A Germany-based company, Messer, will build a $50 million air separation unit in McGregor’s industrial park powered by its own solar farm, the first such facility in the United States, the company claims.
Messer produces gases used in industries including aerospace, health care, electronics, food and more. Its McGregor plant will occupy 85 acres along Bluebonnet Parkway, near McGuffey Road, in the same 9,600-acre industrial park that a SpaceX rocket-testing facility calls home. SpaceX also is placing there a Raptor 2 engine-assembly plant vital to powering Mars-bound rockets.
Local economic development officials said Messer’s ties to aerospace would suggest it could serve as a supplier to SpaceX, but they had no specific information about such a relationship and Messer did not comment.
The proposed plant hardly is labor intensive, but will create 22 long-term jobs paying an average of $60,000 a year. Messer estimates construction may create another 80 jobs, with completion the second quarter of 2024.
“Their specialty is compressed gases of all kinds,” McGregor Mayor Jim Hering said. “We will convey to them 35 acres, meaning they would hold title to the land, and we’re going to lease another 50 acres to them, which may or may not be used right away. That could become the solar yard.”
Messer will pay McGregor $75 per acre annually under the lease. Hering said the conveyance amounts to McGregor giving the company 35 acres.
Hering said Messer’s announcement may not match SpaceX’s high profile, nor SpaceX’s intention to employ almost 1,000 people locally. And it may fall short of Knauf Insulation’s spending $700 million to build a 600,000-square-foot manufacturing plant in McGregor employing almost 200 people.

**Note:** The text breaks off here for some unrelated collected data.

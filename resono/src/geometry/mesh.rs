use super::Material;
use crate::math::Vec3;

/// Indices of a mesh triangle and its material.
#[derive(Copy, Clone, Debug, PartialEq, Eq)]
pub struct MeshTriangle {
    /// Indices into [`Mesh::positions`], counter clockwise.
    pub vertices: [usize; 3],
    /// Index into [`Mesh::materials`].
    pub material: usize,
}

/// Caller-side triangle mesh that gets attached to a [`crate::Scene`].
///
/// Nothing is validated here, [`crate::Scene::attach`] checks the indices,
/// positions and materials.
#[derive(Clone, Debug, Default, PartialEq)]
pub struct Mesh {
    pub positions: Vec<Vec3>,
    pub materials: Vec<Material>,
    pub triangles: Vec<MeshTriangle>,
}

impl Mesh {
    pub fn new() -> Self {
        Self::default()
    }

    /// Appends a vertex and returns its index.
    pub fn add_position(&mut self, p: Vec3) -> usize {
        self.positions.push(p);
        self.positions.len() - 1
    }

    /// Appends a material and returns its index.
    pub fn add_material(&mut self, material: Material) -> usize {
        self.materials.push(material);
        self.materials.len() - 1
    }

    pub fn add_triangle(&mut self, vertices: [usize; 3], material: usize) {
        self.triangles.push(MeshTriangle { vertices, material });
    }

    pub fn is_empty(&self) -> bool {
        self.triangles.is_empty()
    }

    /// Creates a closed box room spanning `min` to `max` with every face
    /// winding towards the inside.
    pub fn cuboid(min: Vec3, max: Vec3, material: Material) -> Self {
        let mut ret = Self::new();
        let m = ret.add_material(material);
        // Corner i has x from bit 0, y from bit 1 and z from bit 2
        for i in 0..8 {
            ret.add_position(Vec3::new(
                if i & 1 == 0 { min.x } else { max.x },
                if i & 2 == 0 { min.y } else { max.y },
                if i & 4 == 0 { min.z } else { max.z },
            ));
        }
        // Quads wound counter clockwise when seen from the outside
        const QUADS: [[usize; 4]; 6] = [
            [0, 4, 6, 2],
            [1, 3, 7, 5],
            [0, 1, 5, 4],
            [2, 6, 7, 3],
            [0, 2, 3, 1],
            [4, 5, 7, 6],
        ];
        for [a, b, c, d] in QUADS {
            ret.add_triangle([a, d, c], m);
            ret.add_triangle([a, c, b], m);
        }
        ret
    }
}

“But I don’t want to downplay this,” Hering said. “Any company that chooses to invest $50 million in this city, and proposes paying $60,000 on average, we consider an outstanding corporate citizen. Messer is locating in a (Tax Increment Reinvestment Zone), which means tax dollars it pitches off can pay for improvements within the zone, including those for Knauf. The more industry in TIRZ, the faster we pay off any associated debt.”
McGregor is eyeing possible railroad and infrastructure improvements in its industrial park to serve Knauf and impress prospects.
“On behalf of the City of McGregor, we are excited to welcome Messer to our community,” Hering said in a statement. “Over the years, as we have developed our industrial park, we have become highly selective in what types of people and industries we want to attract and invest our future in.
“Messer checks all of the boxes. They bring cutting edge technology, high quality jobs, and most importantly, first class people.”
Messer’s product list on its website includes argon, carbon dioxide, helium, hydrogen, nitrogen and oxygen. The gases are provided at whatever volume, purity and pressure the customer desires, and are shipped via railroad car, bulk truck, independent distributors and pipeline.
“It will be trucked out,” said Andrew Smith, executive director for the McGregor Economic Development Corp., commenting on Messer’s primary means of transport. “There will be additional truck traffic, but not an insane amount. I don’t know exact counts off the top of my head.”
He said Messer compresses air into components, creating liquid oxygen and liquid nitrogen, for example. He said a company’s focus on fuel often raises safety concerns, but Messer passed McGregor’s vetting process.
“They are hyper-focused on safety, which is one of their founding principles,” Smith said. “They presented a package we are very comfortable with, in terms of not creating a danger to the community.”
He said Messer is not perceived as a threat to air quality.
“Messer plants comply with all applicable federal, state and local regulations and our site in Texas will not be an exception,” Messer Americas spokesperson Amy Ficon said by email. “We do not anticipate any issues in obtaining the required permits prior to the construction phase.”
McLennan County commissioners voted to award Messer a 50% break on personal property taxes over 10 years beginning with property additions to its plant made on or before Jan. 31, 2025, according to documents.
“With our expansion in Texas and the inclusion of solar energy, Messer is focused on sustainability and environmental protection,” Messer Americas President and CEO Jens Luehring said in a press release.
It will be Messer’s first plant powered by a renewable source on the same site, according to the press release.
Ficon said the solar array is designed to meet the plant’s needs during normal operations, though during the hottest days of a Texas summer, it could provide enough power for more than 1,800 residential households.
Messer calls itself “the largest privately held industrial gas business in the world, and a leading industrial and medical gas company in North and South America.”